Problem details — From the line with "pub trait ErrorExt" to the line with "impl<C: Display> Display", retype every line exactly, including those two, and leave out the rest of the data below.
(Material to process)
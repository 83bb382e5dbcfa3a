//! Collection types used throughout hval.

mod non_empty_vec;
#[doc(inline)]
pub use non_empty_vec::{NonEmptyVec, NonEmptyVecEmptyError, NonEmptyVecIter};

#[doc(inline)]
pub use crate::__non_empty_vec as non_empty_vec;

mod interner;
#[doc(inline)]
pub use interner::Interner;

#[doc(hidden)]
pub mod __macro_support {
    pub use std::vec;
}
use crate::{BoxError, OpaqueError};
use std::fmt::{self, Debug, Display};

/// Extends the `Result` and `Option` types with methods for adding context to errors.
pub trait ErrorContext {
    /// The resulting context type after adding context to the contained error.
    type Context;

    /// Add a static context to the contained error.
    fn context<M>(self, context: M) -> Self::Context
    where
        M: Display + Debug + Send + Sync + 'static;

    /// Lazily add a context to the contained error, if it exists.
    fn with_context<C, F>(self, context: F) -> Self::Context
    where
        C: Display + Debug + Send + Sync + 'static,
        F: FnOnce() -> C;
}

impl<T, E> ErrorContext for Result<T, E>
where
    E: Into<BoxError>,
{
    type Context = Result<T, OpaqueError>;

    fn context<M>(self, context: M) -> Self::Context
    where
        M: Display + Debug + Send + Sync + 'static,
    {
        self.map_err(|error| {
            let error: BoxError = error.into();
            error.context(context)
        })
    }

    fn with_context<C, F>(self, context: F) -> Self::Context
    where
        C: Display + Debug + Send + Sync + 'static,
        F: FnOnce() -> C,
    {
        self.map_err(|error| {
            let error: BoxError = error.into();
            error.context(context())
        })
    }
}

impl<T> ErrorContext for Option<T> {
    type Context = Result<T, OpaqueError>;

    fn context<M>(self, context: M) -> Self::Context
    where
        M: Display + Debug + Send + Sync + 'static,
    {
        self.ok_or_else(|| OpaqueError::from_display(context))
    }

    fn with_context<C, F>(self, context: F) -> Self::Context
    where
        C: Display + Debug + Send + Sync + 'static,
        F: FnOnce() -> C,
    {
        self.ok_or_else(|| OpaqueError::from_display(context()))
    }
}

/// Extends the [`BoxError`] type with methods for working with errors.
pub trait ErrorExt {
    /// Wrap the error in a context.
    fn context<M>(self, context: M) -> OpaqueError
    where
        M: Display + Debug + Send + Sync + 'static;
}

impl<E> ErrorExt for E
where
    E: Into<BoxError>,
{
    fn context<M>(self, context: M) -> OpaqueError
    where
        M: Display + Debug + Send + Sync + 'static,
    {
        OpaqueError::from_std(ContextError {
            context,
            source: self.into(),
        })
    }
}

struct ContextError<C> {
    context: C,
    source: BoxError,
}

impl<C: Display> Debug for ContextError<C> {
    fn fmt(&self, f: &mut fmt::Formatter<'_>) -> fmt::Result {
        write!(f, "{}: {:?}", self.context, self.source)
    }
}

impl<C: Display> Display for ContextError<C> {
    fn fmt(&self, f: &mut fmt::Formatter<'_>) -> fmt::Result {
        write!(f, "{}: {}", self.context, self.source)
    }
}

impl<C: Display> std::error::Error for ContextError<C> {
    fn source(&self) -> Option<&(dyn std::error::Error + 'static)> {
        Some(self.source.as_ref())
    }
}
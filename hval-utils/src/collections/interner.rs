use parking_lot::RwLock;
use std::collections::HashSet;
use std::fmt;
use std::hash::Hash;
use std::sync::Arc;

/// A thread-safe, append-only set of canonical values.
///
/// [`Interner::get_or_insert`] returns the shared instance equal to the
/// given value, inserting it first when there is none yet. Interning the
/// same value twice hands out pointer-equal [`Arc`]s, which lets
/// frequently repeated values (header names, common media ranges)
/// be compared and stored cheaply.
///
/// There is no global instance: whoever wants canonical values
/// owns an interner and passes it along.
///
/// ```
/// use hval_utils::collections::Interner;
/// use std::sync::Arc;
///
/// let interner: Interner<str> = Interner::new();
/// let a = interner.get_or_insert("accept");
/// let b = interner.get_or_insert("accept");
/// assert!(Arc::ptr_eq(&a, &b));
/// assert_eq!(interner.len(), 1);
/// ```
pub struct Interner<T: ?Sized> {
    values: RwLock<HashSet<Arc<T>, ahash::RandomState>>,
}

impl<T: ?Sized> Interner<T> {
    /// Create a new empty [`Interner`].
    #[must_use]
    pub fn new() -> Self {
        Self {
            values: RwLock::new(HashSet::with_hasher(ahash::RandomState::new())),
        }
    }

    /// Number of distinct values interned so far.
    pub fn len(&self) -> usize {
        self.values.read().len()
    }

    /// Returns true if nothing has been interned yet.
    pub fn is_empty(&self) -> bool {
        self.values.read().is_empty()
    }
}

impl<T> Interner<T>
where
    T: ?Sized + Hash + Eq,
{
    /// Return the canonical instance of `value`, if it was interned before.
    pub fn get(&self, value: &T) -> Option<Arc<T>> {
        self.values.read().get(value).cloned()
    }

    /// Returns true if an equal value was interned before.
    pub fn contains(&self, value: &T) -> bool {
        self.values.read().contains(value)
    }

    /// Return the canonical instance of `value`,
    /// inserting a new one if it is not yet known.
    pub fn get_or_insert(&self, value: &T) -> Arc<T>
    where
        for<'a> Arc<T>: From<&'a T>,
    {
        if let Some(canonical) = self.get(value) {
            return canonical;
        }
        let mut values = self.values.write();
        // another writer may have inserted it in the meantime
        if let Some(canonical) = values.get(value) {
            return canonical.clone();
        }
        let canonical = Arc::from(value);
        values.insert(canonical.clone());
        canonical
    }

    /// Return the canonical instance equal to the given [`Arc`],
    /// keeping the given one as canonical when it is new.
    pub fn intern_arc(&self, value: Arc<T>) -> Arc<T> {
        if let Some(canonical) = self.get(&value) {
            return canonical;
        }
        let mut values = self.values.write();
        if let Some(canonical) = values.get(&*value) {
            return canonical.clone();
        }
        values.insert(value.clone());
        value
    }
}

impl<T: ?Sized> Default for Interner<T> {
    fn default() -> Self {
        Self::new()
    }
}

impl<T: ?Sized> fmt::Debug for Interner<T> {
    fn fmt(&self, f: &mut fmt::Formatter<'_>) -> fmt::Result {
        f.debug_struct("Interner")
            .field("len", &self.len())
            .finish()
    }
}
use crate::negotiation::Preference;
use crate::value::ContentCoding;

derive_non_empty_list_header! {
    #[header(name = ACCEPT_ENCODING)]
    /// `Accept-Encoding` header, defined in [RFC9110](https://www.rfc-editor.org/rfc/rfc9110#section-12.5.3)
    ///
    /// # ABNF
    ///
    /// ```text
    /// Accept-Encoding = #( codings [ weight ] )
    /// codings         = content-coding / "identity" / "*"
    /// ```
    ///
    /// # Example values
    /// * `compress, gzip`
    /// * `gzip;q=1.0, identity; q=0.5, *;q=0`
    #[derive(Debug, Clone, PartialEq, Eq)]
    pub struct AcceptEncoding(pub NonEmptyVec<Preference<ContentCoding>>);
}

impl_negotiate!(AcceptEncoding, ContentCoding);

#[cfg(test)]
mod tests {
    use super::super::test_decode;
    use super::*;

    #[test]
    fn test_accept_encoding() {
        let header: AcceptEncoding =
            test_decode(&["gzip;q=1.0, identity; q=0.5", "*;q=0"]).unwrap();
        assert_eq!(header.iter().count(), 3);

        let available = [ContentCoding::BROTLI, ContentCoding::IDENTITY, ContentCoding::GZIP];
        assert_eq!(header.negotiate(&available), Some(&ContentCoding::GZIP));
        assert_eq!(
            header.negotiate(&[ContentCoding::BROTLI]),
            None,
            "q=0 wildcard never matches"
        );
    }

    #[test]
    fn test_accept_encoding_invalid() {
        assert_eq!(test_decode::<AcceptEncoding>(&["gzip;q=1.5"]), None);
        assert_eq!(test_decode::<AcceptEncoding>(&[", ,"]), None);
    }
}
(End Material to process)
(Material to process)
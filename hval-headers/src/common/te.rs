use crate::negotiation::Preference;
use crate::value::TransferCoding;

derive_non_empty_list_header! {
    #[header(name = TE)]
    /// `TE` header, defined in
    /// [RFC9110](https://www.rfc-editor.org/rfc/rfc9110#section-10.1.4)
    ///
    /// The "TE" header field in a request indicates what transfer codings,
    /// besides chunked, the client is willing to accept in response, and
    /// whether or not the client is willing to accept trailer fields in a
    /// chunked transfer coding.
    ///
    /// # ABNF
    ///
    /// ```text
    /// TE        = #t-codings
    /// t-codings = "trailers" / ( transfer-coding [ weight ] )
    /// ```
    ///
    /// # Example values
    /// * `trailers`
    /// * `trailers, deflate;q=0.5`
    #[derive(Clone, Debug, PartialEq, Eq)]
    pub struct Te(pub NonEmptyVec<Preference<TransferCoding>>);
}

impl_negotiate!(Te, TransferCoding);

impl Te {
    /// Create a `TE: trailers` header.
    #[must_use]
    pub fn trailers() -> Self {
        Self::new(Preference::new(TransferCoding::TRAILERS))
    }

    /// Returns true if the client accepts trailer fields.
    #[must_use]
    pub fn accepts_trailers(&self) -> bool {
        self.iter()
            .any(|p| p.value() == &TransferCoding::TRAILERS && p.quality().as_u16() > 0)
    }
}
(End Material to process)
(Material to process)
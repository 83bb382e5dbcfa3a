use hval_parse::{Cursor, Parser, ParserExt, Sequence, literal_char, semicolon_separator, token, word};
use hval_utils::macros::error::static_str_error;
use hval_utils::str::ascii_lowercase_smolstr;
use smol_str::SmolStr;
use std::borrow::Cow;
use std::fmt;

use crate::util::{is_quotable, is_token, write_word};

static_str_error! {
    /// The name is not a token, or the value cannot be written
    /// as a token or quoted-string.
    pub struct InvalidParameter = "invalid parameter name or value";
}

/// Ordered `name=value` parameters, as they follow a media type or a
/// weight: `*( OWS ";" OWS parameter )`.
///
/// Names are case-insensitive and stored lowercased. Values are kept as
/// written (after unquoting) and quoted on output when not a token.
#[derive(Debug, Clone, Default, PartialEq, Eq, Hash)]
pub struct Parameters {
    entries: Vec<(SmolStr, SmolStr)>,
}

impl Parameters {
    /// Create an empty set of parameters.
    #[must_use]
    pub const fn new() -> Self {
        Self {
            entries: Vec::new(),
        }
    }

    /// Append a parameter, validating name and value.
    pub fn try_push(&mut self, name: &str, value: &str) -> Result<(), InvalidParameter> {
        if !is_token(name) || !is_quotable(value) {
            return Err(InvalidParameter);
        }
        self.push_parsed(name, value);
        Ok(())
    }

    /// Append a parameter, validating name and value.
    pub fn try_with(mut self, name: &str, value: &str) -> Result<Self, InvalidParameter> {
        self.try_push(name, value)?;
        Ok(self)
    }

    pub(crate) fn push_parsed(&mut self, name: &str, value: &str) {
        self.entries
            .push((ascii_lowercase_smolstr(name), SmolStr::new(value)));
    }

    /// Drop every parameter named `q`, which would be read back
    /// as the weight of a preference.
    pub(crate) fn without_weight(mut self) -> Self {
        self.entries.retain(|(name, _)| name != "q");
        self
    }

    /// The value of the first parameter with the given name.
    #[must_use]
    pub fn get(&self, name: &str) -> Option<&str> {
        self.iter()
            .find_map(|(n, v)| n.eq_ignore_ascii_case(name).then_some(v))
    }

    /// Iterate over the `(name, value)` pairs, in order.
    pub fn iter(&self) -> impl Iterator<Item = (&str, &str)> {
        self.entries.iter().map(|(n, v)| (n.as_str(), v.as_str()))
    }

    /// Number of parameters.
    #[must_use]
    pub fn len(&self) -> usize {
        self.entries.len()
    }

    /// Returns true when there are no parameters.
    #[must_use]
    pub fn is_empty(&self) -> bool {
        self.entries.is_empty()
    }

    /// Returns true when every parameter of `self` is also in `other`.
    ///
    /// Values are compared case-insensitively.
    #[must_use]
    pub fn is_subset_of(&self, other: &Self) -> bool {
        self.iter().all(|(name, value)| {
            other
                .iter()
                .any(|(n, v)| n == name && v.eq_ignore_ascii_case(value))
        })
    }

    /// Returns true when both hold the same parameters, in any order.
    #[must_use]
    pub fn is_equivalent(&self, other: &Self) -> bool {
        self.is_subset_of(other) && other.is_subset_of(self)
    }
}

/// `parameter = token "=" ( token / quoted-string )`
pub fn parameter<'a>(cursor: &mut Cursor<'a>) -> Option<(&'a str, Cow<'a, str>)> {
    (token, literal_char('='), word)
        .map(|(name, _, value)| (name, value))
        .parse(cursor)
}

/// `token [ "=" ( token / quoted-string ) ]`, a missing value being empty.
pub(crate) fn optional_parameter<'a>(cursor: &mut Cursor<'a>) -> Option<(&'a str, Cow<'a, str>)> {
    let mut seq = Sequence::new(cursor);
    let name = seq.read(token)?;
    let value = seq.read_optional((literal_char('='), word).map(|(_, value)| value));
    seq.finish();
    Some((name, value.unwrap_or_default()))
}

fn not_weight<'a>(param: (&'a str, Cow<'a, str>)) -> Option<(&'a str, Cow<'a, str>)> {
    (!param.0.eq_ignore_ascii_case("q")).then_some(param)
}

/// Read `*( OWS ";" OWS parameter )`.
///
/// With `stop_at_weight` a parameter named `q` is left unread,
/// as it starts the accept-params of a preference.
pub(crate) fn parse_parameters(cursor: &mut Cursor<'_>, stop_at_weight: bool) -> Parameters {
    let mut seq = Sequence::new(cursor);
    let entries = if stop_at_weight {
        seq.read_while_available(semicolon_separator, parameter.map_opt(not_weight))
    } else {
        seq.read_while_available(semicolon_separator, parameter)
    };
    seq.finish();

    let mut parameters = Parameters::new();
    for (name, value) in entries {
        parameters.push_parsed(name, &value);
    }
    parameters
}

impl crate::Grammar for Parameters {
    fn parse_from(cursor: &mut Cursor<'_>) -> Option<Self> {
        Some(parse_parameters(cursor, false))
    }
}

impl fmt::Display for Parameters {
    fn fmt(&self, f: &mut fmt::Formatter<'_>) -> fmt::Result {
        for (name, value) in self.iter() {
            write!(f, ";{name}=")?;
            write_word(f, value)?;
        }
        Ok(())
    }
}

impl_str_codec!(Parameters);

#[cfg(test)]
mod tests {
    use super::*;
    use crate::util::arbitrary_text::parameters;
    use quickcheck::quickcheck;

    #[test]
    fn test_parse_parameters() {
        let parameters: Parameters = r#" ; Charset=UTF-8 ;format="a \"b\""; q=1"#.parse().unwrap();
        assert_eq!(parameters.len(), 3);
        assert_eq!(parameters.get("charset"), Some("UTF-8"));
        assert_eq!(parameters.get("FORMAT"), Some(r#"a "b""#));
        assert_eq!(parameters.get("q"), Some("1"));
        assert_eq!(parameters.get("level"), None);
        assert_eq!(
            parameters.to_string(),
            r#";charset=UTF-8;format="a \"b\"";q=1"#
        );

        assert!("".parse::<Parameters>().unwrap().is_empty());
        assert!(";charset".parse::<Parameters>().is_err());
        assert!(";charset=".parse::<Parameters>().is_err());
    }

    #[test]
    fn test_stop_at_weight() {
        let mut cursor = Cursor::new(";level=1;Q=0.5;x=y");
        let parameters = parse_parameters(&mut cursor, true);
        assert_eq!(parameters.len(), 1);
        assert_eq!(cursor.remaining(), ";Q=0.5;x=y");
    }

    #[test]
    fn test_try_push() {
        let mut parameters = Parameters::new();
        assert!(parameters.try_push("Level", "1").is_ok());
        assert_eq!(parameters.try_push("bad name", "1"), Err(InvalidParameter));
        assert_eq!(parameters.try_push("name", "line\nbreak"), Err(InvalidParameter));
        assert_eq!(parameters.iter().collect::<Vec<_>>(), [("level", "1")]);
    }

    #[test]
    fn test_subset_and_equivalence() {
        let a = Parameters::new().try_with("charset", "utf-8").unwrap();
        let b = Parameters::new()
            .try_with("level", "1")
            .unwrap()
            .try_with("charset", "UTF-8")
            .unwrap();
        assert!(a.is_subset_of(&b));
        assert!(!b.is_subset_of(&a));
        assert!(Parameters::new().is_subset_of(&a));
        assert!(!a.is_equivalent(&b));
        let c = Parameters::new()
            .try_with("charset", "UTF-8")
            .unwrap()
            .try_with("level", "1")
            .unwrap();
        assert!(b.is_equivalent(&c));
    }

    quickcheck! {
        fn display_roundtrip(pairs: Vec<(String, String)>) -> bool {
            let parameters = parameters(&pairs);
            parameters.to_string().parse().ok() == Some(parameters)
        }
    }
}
(End Material to process)
Solved problem —
pub trait ErrorExt {
    /// Wrap the error in a context.
    fn context<M>(self, context: M) -> OpaqueError
    where
        M: Display + Debug + Send + Sync + 'static;
}

impl<E> ErrorExt for E
where
    E: Into<BoxError>,
{
    fn context<M>(self, context: M) -> OpaqueError
    where
        M: Display + Debug + Send + Sync + 'static,
    {
        OpaqueError::from_std(ContextError {
            context,
            source: self.into(),
        })
    }
}

struct ContextError<C> {
    context: C,
    source: BoxError,
}

impl<C: Display> Debug for ContextError<C> {
    fn fmt(&self, f: &mut fmt::Formatter<'_>) -> fmt::Result {
        write!(f, "{}: {:?}", self.context, self.source)
    }
}

impl<C: Display> Display for ContextError<C> {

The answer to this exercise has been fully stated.